The new USB Rubber Ducky is more dangerous than ever
August 16, 2022
The USB Rubber Ducky is back with a vengeance.
The beloved hacking tool has a new incarnation, released to coincide with this year’s Def Con hacking conference, and creator Darren Kitchen was on hand to explain it to The edge. We tested some of the new features and found that the latest edition is more dangerous than ever.
What is it?
To the human eye, the USB Rubber Ducky looks like an inconspicuous USB stick. However, plug it into a computer and the machine sees it as a USB keyboard — meaning it accepts keystroke commands from the device as if someone were typing them in.
“Anything it types is trusted to the same degree as the user,” Kitchen told me, “so it uses the built-in trust model, where computers are taught to trust a human. And a computer knows that a human is typically communicating with it. by clicking and typing.”
The original Rubber Ducky was released more than 10 years ago and became a favorite among hackers (it was even featured in a Mr Robot scene). There have been a number of incremental updates since then, but the latest Rubber Ducky takes a leap forward with a range of new features that make it much more flexible and powerful than before.
What can it do?
With the right approach, the possibilities are almost endless.
Earlier versions of the Rubber Ducky could perform attacks, such as creating a fake Windows pop-up window to collect a user’s credentials or causing Chrome to send all saved passwords to an attacker’s web server. But these attacks had to be carefully designed for specific operating systems and software versions and lacked the flexibility to work across platforms.
The latest Rubber Ducky aims to overcome these limitations. It comes with a major upgrade to the DuckyScript programming language, which is used to create the commands that the Rubber Ducky will enter into a target machine. While previous versions were mostly limited to writing sequences of keystrokes, DuckyScript 3.0 is a feature-rich language, allowing users to write functions, store variables, and use logical flow controls (ie if this…then that).
That means, for example, that the new Ducky can run a test to see if it’s connected to a Windows or Mac machine and conditionally run code suitable for any machine, or disable itself if it’s plugged into the wrong target. . It can also generate pseudo-random numbers and use them to add variable delay between keystrokes for a more human effect.
Perhaps most impressively, it can steal data from a target machine by encoding it in binary format and sending it over the signals intended to tell a keyboard when to light the CapsLock or NumLock LEDs.
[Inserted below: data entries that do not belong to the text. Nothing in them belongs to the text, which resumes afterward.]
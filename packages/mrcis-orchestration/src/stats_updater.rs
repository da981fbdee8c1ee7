//! Repository stats updater (§4.H step 10, §4.J step 6): recomputes a
//! repository's file/entity/relation counts and status, shared by the
//! indexing pipeline and the reference resolver so neither duplicates
//! the count-and-update logic.

use std::sync::Arc;

use chrono::Utc;

use mrcis_core::model::{RepositoryCounts, RepositoryStatus};
use mrcis_storage::StateStore;

use crate::error::Result;

pub struct RepositoryStatsUpdater {
    state: Arc<StateStore>,
}

impl RepositoryStatsUpdater {
    pub fn new(state: Arc<StateStore>) -> Self {
        Self { state }
    }

    /// Called after a file finishes indexing (successfully or not):
    /// recomputes all three counts and derives `watching`/`indexing`
    /// from whether any file is still queued.
    pub fn update_after_file_indexed(&self, repository_id: &str) -> Result<()> {
        let counts = RepositoryCounts {
            files: self.state.list_files_by_repository(repository_id)?.len() as u64,
            entities: self.state.count_entities(repository_id)?,
            relations: self.state.count_relations(repository_id)?,
        };
        let pending = self.state.count_pending_files(repository_id)?;
        let status = if pending == 0 { RepositoryStatus::Watching } else { RepositoryStatus::Indexing };
        self.state.update_repository_stats(repository_id, counts, Utc::now(), None, status)?;
        Ok(())
    }

    /// Called after a reference-resolution batch touches a repository:
    /// only the relation count can have changed, so the other fields
    /// are carried over from the stored record untouched.
    pub fn update_after_resolution(&self, repository_id: &str) -> Result<()> {
        let Some(repo) = self.state.get_repository(repository_id)? else {
            return Ok(());
        };
        let counts = RepositoryCounts { relations: self.state.count_relations(repository_id)?, ..repo.counts };
        self.state.update_repository_stats(
            repository_id,
            counts,
            repo.last_indexed_at.unwrap_or_else(Utc::now),
            repo.last_indexed_commit.as_deref(),
            repo.status,
        )?;
        Ok(())
    }
}

#[cfg(test)]
mod tests {
    use super::*;
    use mrcis_core::model::{CodeEntity, EntityKind, IndexedFile, Visibility};

    #[test]
    fn update_after_file_indexed_marks_watching_when_queue_empty() {
        let state = Arc::new(StateStore::open_in_memory().unwrap());
        let repo_id = state.create_repository("repo-a", RepositoryStatus::Indexing).unwrap();
        state
            .upsert_file(&IndexedFile::new("f1", &repo_id, "mod.py", "abc", 10, Utc::now()))
            .unwrap();
        state
            .add_entity(&CodeEntity::new("e1", &repo_id, "f1", "mod.f", "f", EntityKind::Function, "python", 1, 2).with_visibility(Visibility::Public))
            .unwrap();

        let updater = RepositoryStatsUpdater::new(state.clone());
        updater.update_after_file_indexed(&repo_id).unwrap();

        let repo = state.get_repository(&repo_id).unwrap().unwrap();
        assert_eq!(repo.status, RepositoryStatus::Watching);
        assert_eq!(repo.counts.files, 1);
        assert_eq!(repo.counts.entities, 1);
    }

    #[test]
    fn update_after_resolution_only_touches_relation_count() {
        let state = Arc::new(StateStore::open_in_memory().unwrap());
        let repo_id = state.create_repository("repo-a", RepositoryStatus::Watching).unwrap();

        let updater = RepositoryStatsUpdater::new(state.clone());
        updater.update_after_resolution(&repo_id).unwrap();

        let repo = state.get_repository(&repo_id).unwrap().unwrap();
        assert_eq!(repo.status, RepositoryStatus::Watching);
        assert_eq!(repo.counts.relations, 0);
    }
}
This method allows an attacker to plug it in for a few seconds, tell someone “Sorry, I think the USB drive is broken”, and take it back with all their passwords saved.
How much threat is it?
In short, it can be a big one, but the need for physical access to devices means most people are not at risk of being targeted.
According to Kitchen, the new Rubber Ducky was his company’s most requested product at Def Con, and the 500 or so units Hak5 brought to the conference sold out on the first day. It’s safe to say that many hundreds of hackers already have one, and the demand is likely to continue for a while.
It also comes with an online development suite, which can be used to write and compile attack payloads and then load them onto the device. And it’s easy for users of the product to connect with a wider community: a “payload hub” section of the site makes it easy for hackers to share what they’ve created, and the Hak5 Discord is also active with conversations and helpful tips.
Priced at $59.99 per unit, it’s too expensive for most people to distribute in bulk – so it’s unlikely anyone would leave a handful of them scattered around your favorite cafe unless it’s known to be a meeting place for sensitive targets. That said, if you’re planning to plug in a USB device you found in a public place, think twice…
Could I use it myself?
The device is quite easy to use, but if you’re not experienced in writing or debugging code, there are a few things that might trip you up. When testing on a Mac, I couldn’t get the Ducky to hit the F4 key to open the launch pad for a while, but I fixed it after letting it identify with a different Apple keyboard device ID.
From that point on, I was able to write a script so that when the Ducky was plugged in, it would automatically launch Chrome, open a new browser window, go to The edge‘s homepage and then quickly close it again – all without input from the laptop user. Not bad for just a few hours of testing and something that can easily be modified to do something worse than flipping through technology news.